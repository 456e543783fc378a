//! Typed client for the GitHub repository Contents API.
//!
//! ## API Paths
//!
//! | Method | Path | Operation |
//! |--------|------|-----------|
//! | GET    | `/repos/{owner}/{repo}/contents/{path}?ref={branch}` | Read file and blob SHA |
//! | PUT    | `/repos/{owner}/{repo}/contents/{path}` | Create or update file |
//!
//! The blob SHA is the version token. An update must present the SHA it
//! was derived from; GitHub rejects a stale SHA with 409. A create sends no
//! SHA, and GitHub rejects it with 422 if the file already exists.

use std::time::Duration;

use base64::engine::general_purpose::STANDARD;
use base64::Engine as _;
use reqwest::header::{HeaderMap, HeaderValue, ACCEPT, AUTHORIZATION, USER_AGENT};
use reqwest::StatusCode;
use serde::{Deserialize, Serialize};
use smslog_core::VersionToken;
use url::Url;

use crate::blob::{BlobPath, BlobStore, CommitOutcome, CommitRequest, FetchOutcome, RemoteBlob};
use crate::config::{ConfigError, GitHubConfig, RepoSlug};
use crate::error::StoreError;

const API_VERSION: &str = "2022-11-28";

// -- Request/Response types ---------------------------------------------------

/// File entry returned by `GET /contents/{path}`.
#[derive(Debug, Deserialize)]
struct ContentsFile {
    sha: String,
    #[serde(default)]
    content: String,
    #[serde(default)]
    encoding: Option<String>,
}

/// Body of `PUT /contents/{path}`.
#[derive(Debug, Serialize)]
struct PutContentsRequest<'a> {
    message: &'a str,
    content: String,
    branch: &'a str,
    #[serde(skip_serializing_if = "Option::is_none")]
    sha: Option<&'a str>,
}

#[derive(Debug, Deserialize)]
struct PutContentsResponse {
    content: CommittedFile,
}

#[derive(Debug, Deserialize)]
struct CommittedFile {
    sha: String,
}

// -- Client -------------------------------------------------------------------

/// [`BlobStore`] over the GitHub Contents API.
#[derive(Debug, Clone)]
pub struct GitHubContentStore {
    http: reqwest::Client,
    api_url: Url,
    repository: RepoSlug,
    branch: String,
}

impl GitHubContentStore {
    /// Create a client from configuration.
    pub fn new(config: &GitHubConfig) -> Result<Self, StoreError> {
        let http = reqwest::Client::builder()
            .timeout(Duration::from_secs(config.timeout_secs))
            .default_headers({
                let mut headers = HeaderMap::new();
                let mut auth = HeaderValue::from_str(&format!("Bearer {}", config.token.as_str()))
                    .map_err(|_| {
                        ConfigError::InvalidToken("token contains invalid header characters".into())
                    })?;
                auth.set_sensitive(true);
                headers.insert(AUTHORIZATION, auth);
                headers.insert(ACCEPT, HeaderValue::from_static("application/vnd.github+json"));
                headers.insert("X-GitHub-Api-Version", HeaderValue::from_static(API_VERSION));
                headers.insert(
                    USER_AGENT,
                    HeaderValue::from_static(concat!("smslog/", env!("CARGO_PKG_VERSION"))),
                );
                headers
            })
            .build()
            .map_err(|e| StoreError::Http {
                endpoint: "client_init".into(),
                source: e,
            })?;

        Ok(Self {
            http,
            api_url: config.api_url.clone(),
            repository: config.repository.clone(),
            branch: config.branch.clone(),
        })
    }

    /// `{api}/repos/{owner}/{repo}/contents/{path}`
    fn contents_url(&self, path: &BlobPath) -> Result<Url, StoreError> {
        let mut url = self.api_url.clone();
        url.path_segments_mut()
            .map_err(|_| {
                ConfigError::InvalidUrl(self.api_url.to_string(), "cannot be a base URL".into())
            })?
            .pop_if_empty()
            .extend([
                "repos",
                self.repository.owner.as_str(),
                self.repository.name.as_str(),
                "contents",
            ])
            .extend(path.segments());
        Ok(url)
    }

    async fn error_from(endpoint: String, resp: reqwest::Response) -> StoreError {
        let status = resp.status().as_u16();
        let body = resp.text().await.unwrap_or_default();
        StoreError::Api {
            endpoint,
            status,
            body,
        }
    }
}

impl BlobStore for GitHubContentStore {
    async fn fetch(&self, path: &BlobPath) -> Result<FetchOutcome, StoreError> {
        let endpoint = format!("GET /contents/{path}");
        let mut url = self.contents_url(path)?;
        url.query_pairs_mut().append_pair("ref", &self.branch);

        tracing::debug!(%path, branch = %self.branch, "fetching log blob");
        let resp = self
            .http
            .get(url)
            .send()
            .await
            .map_err(|e| StoreError::Http {
                endpoint: endpoint.clone(),
                source: e,
            })?;

        if resp.status() == StatusCode::NOT_FOUND {
            return Ok(FetchOutcome::NotFound);
        }
        if !resp.status().is_success() {
            return Err(Self::error_from(endpoint, resp).await);
        }

        let file: ContentsFile = resp.json().await.map_err(|e| StoreError::Deserialization {
            endpoint: endpoint.clone(),
            source: e,
        })?;

        let encoding = file.encoding.as_deref().unwrap_or("base64");
        if encoding != "base64" {
            // GitHub answers "none" for files above 1 MB.
            return Err(StoreError::UnsupportedEncoding {
                endpoint,
                encoding: encoding.to_string(),
            });
        }

        // The API wraps base64 content at 60 columns.
        let packed: String = file
            .content
            .chars()
            .filter(|c| !c.is_ascii_whitespace())
            .collect();
        let content = STANDARD
            .decode(packed.as_bytes())
            .map_err(|e| StoreError::InvalidResponse {
                endpoint: endpoint.clone(),
                reason: format!("content is not valid base64: {e}"),
            })?;
        let version = VersionToken::new(file.sha).map_err(|e| StoreError::InvalidResponse {
            endpoint,
            reason: e.to_string(),
        })?;

        Ok(FetchOutcome::Found(RemoteBlob { content, version }))
    }

    async fn commit(
        &self,
        path: &BlobPath,
        request: CommitRequest<'_>,
    ) -> Result<CommitOutcome, StoreError> {
        let endpoint = format!("PUT /contents/{path}");
        let url = self.contents_url(path)?;
        let body = PutContentsRequest {
            message: request.message,
            content: STANDARD.encode(request.content),
            branch: &self.branch,
            sha: request.precondition.map(VersionToken::as_str),
        };

        tracing::debug!(
            %path,
            branch = %self.branch,
            precondition = body.sha.unwrap_or("<create>"),
            bytes = request.content.len(),
            "committing log blob"
        );
        let resp = self
            .http
            .put(url)
            .json(&body)
            .send()
            .await
            .map_err(|e| StoreError::Http {
                endpoint: endpoint.clone(),
                source: e,
            })?;

        match resp.status() {
            StatusCode::CONFLICT => return Ok(CommitOutcome::Conflict),
            // A create that finds the file already present is reported as a
            // validation failure about the missing sha. Other 422s on create
            // (bad branch, bad path) stay errors.
            StatusCode::UNPROCESSABLE_ENTITY if request.precondition.is_none() => {
                let detail = resp.text().await.unwrap_or_default();
                if detail.contains("sha") {
                    tracing::debug!(%path, %detail, "create rejected; file appeared concurrently");
                    return Ok(CommitOutcome::Conflict);
                }
                return Err(StoreError::Api {
                    endpoint,
                    status: StatusCode::UNPROCESSABLE_ENTITY.as_u16(),
                    body: detail,
                });
            }
            s if !s.is_success() => return Err(Self::error_from(endpoint, resp).await),
            _ => {}
        }

        let committed: PutContentsResponse =
            resp.json().await.map_err(|e| StoreError::Deserialization {
                endpoint: endpoint.clone(),
                source: e,
            })?;
        let version =
            VersionToken::new(committed.content.sha).map_err(|e| StoreError::InvalidResponse {
                endpoint,
                reason: e.to_string(),
            })?;
        Ok(CommitOutcome::Committed { version })
    }
}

##############################

What you need to do
Find the lines in the data that include "already", then copy each of them.

Result of this task
//! SHA, and GitHub rejects it with 422 if the file already exists.
            // A create that finds the file already present is reported as a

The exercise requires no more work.